Drive. Bandages. Water. Food. Sleep. She turns the steering wheel and the chain from her lone handcuff clinks as it sways. Drive. Bandages. Water. Food. Sleep. 

Nikki likes making plans. She likes thinking at least three steps ahead. Know where you’re going and then figure out how to get there. Assume there will be rain and make a Plan B. At least three steps. Drive. Bandages. Water. Food. Sleep.

She glances over at her passenger. Still awake. He looks like total shit, but there’s an alertness to him, the wanness and the waxiness of his complexion aside. That's good. To be fair, she assumes she looks no better. He catches her looking and stares back at her. She nods once. Add that to the list, somewhere before _sleep_ : devise some sorta scheme for communication.

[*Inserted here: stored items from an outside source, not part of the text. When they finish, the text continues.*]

//! OATH session (component G, §4.7): transmit loop, chained-response
//! reassembly, card-reset rendezvous, and every public session operation.

use crate::constants::{
    CHALLENGE_LENGTH_BYTES, INS_DELETE, INS_PUT, INS_SELECT, INS_SEND_REMAINING, INS_SET_CODE,
    MAX_TRANSMIT_RETRY_COUNT, MIN_KEY_LENGTH_BYTES, OATH_AID, PBKDF2_ITERATIONS,
    SW_CLA_NOT_SUPPORTED, SW_INSUFFICIENT_SPACE, SW_INS_NOT_SUPPORTED, SW_NO_SUCH_OBJECT,
    SW_SECURITY_STATUS_NOT_SATISFIED, SW_WRONG_DATA, TAG_CHALLENGE, TAG_IMF, TAG_KEY, TAG_NAME,
    TAG_PROPERTY, TAG_RESPONSE,
};
use crate::oath::apdu::{build_apdu, encode_tlv, find_tlv, get_status_word, has_more_data, is_success, parse_tlv, strip_status_word};
use crate::oath::error::{OathError, OathResult};
use crate::oath::model::{ExtendedDeviceInfo, FirmwareVersion, OathCredential, OathCredentialData};
use crate::oath::pcsc_context::{CardHandle, CardProtocol, PcscTransport};
use crate::oath::protocol::{CredentialEntry, OathProtocol};
use crate::prelude::*;
use hmac::{Hmac, Mac};
use pbkdf2::pbkdf2_hmac;
use rand::RngCore;
use sha1::Sha1;
use std::future::Future;
use std::pin::Pin;
use std::sync::atomic::{AtomicBool, Ordering};
use std::sync::Arc;
use tokio::sync::Mutex;
use tokio::time::Instant;

type HmacSha1 = Hmac<Sha1>;
type CardResetHandler = Arc<dyn Fn(Vec<u8>) -> Pin<Box<dyn Future<Output = bool> + Send>> + Send + Sync>;

struct SelectMemo {
    device_id_bytes: Vec<u8>,
    requires_password: bool,
    firmware: FirmwareVersion,
    serial_from_select: Option<u32>,
    challenge: Option<Vec<u8>>,
}

/// Owns a borrowed card handle and everything needed to talk OATH to it.
/// Public operations are synchronous from the caller's point of view
/// (serialized by the Device's per-card mutex); internally they're `async`
/// because transmit and the reset rendezvous suspend.
pub struct OathSession {
    transport: Arc<dyn PcscTransport>,
    handle: Mutex<CardHandle>,
    card_protocol: Mutex<CardProtocol>,
    protocol: Mutex<Box<dyn OathProtocol>>,
    session_active: AtomicBool,
    rate_limit_ms: u64,
    last_pcsc_operation: Mutex<Instant>,
    memo: Mutex<Option<SelectMemo>>,
    on_touch_required: Arc<dyn Fn() + Send + Sync>,
    on_error: Arc<dyn Fn(String) + Send + Sync>,
    on_card_reset: CardResetHandler,
}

He taps his mouth. He points two fingers at his eyes, then towards her face. Breaking through the static on the radio, she can hear tiny tinny voices singing the chorus to that one Darlene Love Christmas song. 

“You read lips?” she says. He nods. “Well thank Christ for small mercies,” she mumbles, turning back to face the road. The sun’s up now, hidden by cloud cover, threat of snow. Drive. Bandages. Water. Food. Sleep. 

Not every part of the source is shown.